Light, however, is a great sanitizer. Just as the revelations of the thousands of cases of clerical sexual abuse of minors in 2002 was not the problem, but the abuse itself that had remained hidden for decades was, so the disclosures against Archbishop McCarrick and others in recent weeks, although nauseating and infuriating, are a necessary part of the healing process. The truth is needed in order to set the Church free of these sacrileges, which devastate individual victims and wound the whole Church.

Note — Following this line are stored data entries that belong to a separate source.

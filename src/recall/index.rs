use super::RecallError;

/// Brute-force squared-L2 index. Rebuilt from scratch for every lookup.
#[derive(Debug)]
pub struct FlatL2Index {
    dimension: usize,
    vectors: Vec<f32>,
}

impl FlatL2Index {
    pub fn new(dimension: usize) -> Self {
        Self {
            dimension,
            vectors: Vec::new(),
        }
    }

    pub fn len(&self) -> usize {
        if self.dimension == 0 {
            0
        } else {
            self.vectors.len() / self.dimension
        }
    }

    /// Appends one vector; its offset is the current `len()`.
    pub fn add(&mut self, vector: &[f32]) -> Result<(), RecallError> {
        self.check_dimension(vector)?;
        self.vectors.extend_from_slice(vector);
        Ok(())
    }

    /// Returns up to `k` `(offset, squared distance)` pairs, nearest first.
    /// Equal distances keep insertion order.
    pub fn search(&self, query: &[f32], k: usize) -> Result<Vec<(usize, f32)>, RecallError> {
        self.check_dimension(query)?;
        if self.dimension == 0 {
            return Ok(Vec::new());
        }

        let mut scored = self
            .vectors
            .chunks_exact(self.dimension)
            .map(|stored| squared_l2(query, stored))
            .enumerate()
            .collect::<Vec<_>>();

        scored.sort_by(|a, b| a.1.total_cmp(&b.1));
        scored.truncate(k);
        Ok(scored)
    }

    fn check_dimension(&self, vector: &[f32]) -> Result<(), RecallError> {
        if vector.len() != self.dimension {
            return Err(RecallError::DimensionMismatch {
                expected: self.dimension,
                actual: vector.len(),
            });
        }
        Ok(())
    }
}

fn squared_l2(a: &[f32], b: &[f32]) -> f32 {
    a.iter().zip(b).map(|(x, y)| (x - y) * (x - y)).sum()
}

Is there hope that the situation will get better? Yes. In many ways, it already has, because of various reforms in the last few decades. But there are issues that must be confronted candidly. There is a strain in the Church that basically has no problem with sexual immorality among the faithful or clergy, who want to reduce this crisis to one of the “abuse of power.” This strain, in general, wants to use this second phase of this crisis like they did the first one, to pretend that “chaste celibacy” is the problem, as if allowing priests to have wives will eliminate the problem of same-sex molestation of post-pubescent boys or same-sex sexual infidelity.

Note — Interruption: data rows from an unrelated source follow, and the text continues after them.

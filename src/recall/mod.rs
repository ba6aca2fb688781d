//! Similarity recall of previously asked questions.
//!
//! The question is embedded, every stored record is fetched, and an exact L2
//! index built over the fetched vectors picks the nearest ones. Results are
//! informational only and never feed back into generation.

pub mod chroma;
pub mod embedder;
pub mod index;

use async_trait::async_trait;
use serde::Serialize;
use std::sync::Arc;
use thiserror::Error;
use tracing::{info, warn};

use self::embedder::Embedder;
use self::index::FlatL2Index;

pub type Embedding = Vec<f32>;

#[derive(Debug, Error)]
pub enum RecallError {
    #[error("Vector store unreachable: {0}")]
    Connectivity(String),
    #[error("Vector store error: {0}")]
    Store(String),
    #[error("Embedding error: {0}")]
    Embedding(String),
    #[error("Embedding dimension mismatch: expected {expected}, got {actual}")]
    DimensionMismatch { expected: usize, actual: usize },
    #[error("top_k must be at least 1")]
    InvalidTopK,
    #[error("Recall configuration error: {0}")]
    Config(String),
}

/// A previously asked question and the SQL recorded for it.
#[derive(Debug, Clone, PartialEq, Serialize)]
pub struct SimilarQuestionRecord {
    pub id: String,
    pub question: String,
    pub sql_query: String,
    #[serde(skip)]
    pub embedding: Embedding,
}

#[derive(Debug, Clone, PartialEq, Serialize)]
pub struct RecallMatch {
    #[serde(flatten)]
    pub record: SimilarQuestionRecord,
    /// Squared L2 distance to the question embedding.
    pub distance: f32,
}

#[derive(Debug, Clone, PartialEq, Serialize)]
#[serde(tag = "status", content = "matches", rename_all = "snake_case")]
pub enum RecallOutcome {
    /// The store holds no embeddings yet. Not an error.
    NoData,
    Matches(Vec<RecallMatch>),
}

impl RecallOutcome {
    pub fn matches(&self) -> &[RecallMatch] {
        match self {
            RecallOutcome::NoData => &[],
            RecallOutcome::Matches(matches) => matches,
        }
    }
}

/// Read/append access to the stored question embeddings.
#[async_trait]
pub trait EmbeddingStore: Send + Sync {
    async fn fetch_all(&self) -> Result<Vec<SimilarQuestionRecord>, RecallError>;

    async fn append(&self, record: SimilarQuestionRecord) -> Result<(), RecallError>;
}

pub struct SimilarityRecall {
    embedder: Arc<dyn Embedder>,
    store: Arc<dyn EmbeddingStore>,
}

impl SimilarityRecall {
    pub fn new(embedder: Arc<dyn Embedder>, store: Arc<dyn EmbeddingStore>) -> Self {
        Self { embedder, store }
    }

    pub async fn recall(&self, question: &str, top_k: usize) -> Result<RecallOutcome, RecallError> {
        if top_k == 0 {
            return Err(RecallError::InvalidTopK);
        }

        let question_embedding = self.embedder.embed(question).await?;
        let records = self.store.fetch_all().await?;

        if records.is_empty() {
            warn!("No embeddings found in the vector store");
            return Ok(RecallOutcome::NoData);
        }

        let mut index = FlatL2Index::new(question_embedding.len());
        for record in &records {
            index.add(&record.embedding)?;
        }

        // Hits are offsets into `records`
        let matches = index
            .search(&question_embedding, top_k)?
            .into_iter()
            .map(|(offset, distance)| RecallMatch {
                record: records[offset].clone(),
                distance,
            })
            .collect::<Vec<_>>();

        info!("Recalled {} similar questions out of {}", matches.len(), index.len());
        Ok(RecallOutcome::Matches(matches))
    }

    /// Stores a question/SQL pair for future recall.
    pub async fn remember(&self, question: &str, sql_query: &str) -> Result<SimilarQuestionRecord, RecallError> {
        let embedding = self.embedder.embed(question).await?;
        let record = SimilarQuestionRecord {
            id: record_id(),
            question: question.to_string(),
            sql_query: sql_query.to_string(),
            embedding,
        };

        self.store.append(record.clone()).await?;
        info!("Stored question {} for recall", record.id);
        Ok(record)
    }
}

fn record_id() -> String {
    let now = chrono::Utc::now();
    format!(
        "q-{}",
        now.timestamp_nanos_opt()
            .unwrap_or_else(|| now.timestamp_micros())
    )
}

#[cfg(test)]
pub(crate) mod testing {
    use super::*;
    use tokio::sync::Mutex;

    /// Maps known texts to fixed vectors; anything else embeds to the origin.
    pub struct FixedEmbedder {
        pub vectors: Vec<(String, Embedding)>,
        pub dimension: usize,
    }

    #[async_trait]
    impl Embedder for FixedEmbedder {
        async fn embed(&self, text: &str) -> Result<Embedding, RecallError> {
            Ok(self
                .vectors
                .iter()
                .find(|(known, _)| known == text)
                .map(|(_, vector)| vector.clone())
                .unwrap_or_else(|| vec![0.0; self.dimension]))
        }
    }

    #[derive(Default)]
    pub struct MemoryStore {
        pub records: Mutex<Vec<SimilarQuestionRecord>>,
    }

    #[async_trait]
    impl EmbeddingStore for MemoryStore {
        async fn fetch_all(&self) -> Result<Vec<SimilarQuestionRecord>, RecallError> {
            Ok(self.records.lock().await.clone())
        }

        async fn append(&self, record: SimilarQuestionRecord) -> Result<(), RecallError> {
            self.records.lock().await.push(record);
            Ok(())
        }
    }

    pub fn record(id: &str, question: &str, sql_query: &str, embedding: &[f32]) -> SimilarQuestionRecord {
        SimilarQuestionRecord {
            id: id.to_string(),
            question: question.to_string(),
            sql_query: sql_query.to_string(),
            embedding: embedding.to_vec(),
        }
    }
}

Chastity, however, isn’t the problem; unchastity is. Abuse of power isn’t the main issue, but, rather, the sexual abuse that that power was used to commit and keep hushed. That’s why we need more than revised “codes of conduct” that state the obvious; the Ten Commandments, and the Church’s moral theology, are pretty clear, after all.

Fidelity is the only adequate response to infidelity, and holiness to sin and corruption. Just as there should be no room in the priesthood or episcopacy for those who would harm the young, so there should be no room for those who are determined to live corrupt double lives.

God always seeks to draw good out of evil, and throughout Church history has shown this time and again. Where sin abounds, grace abounds even more. Now is the time to cooperate — and cooperate fully — with his cleansing fire.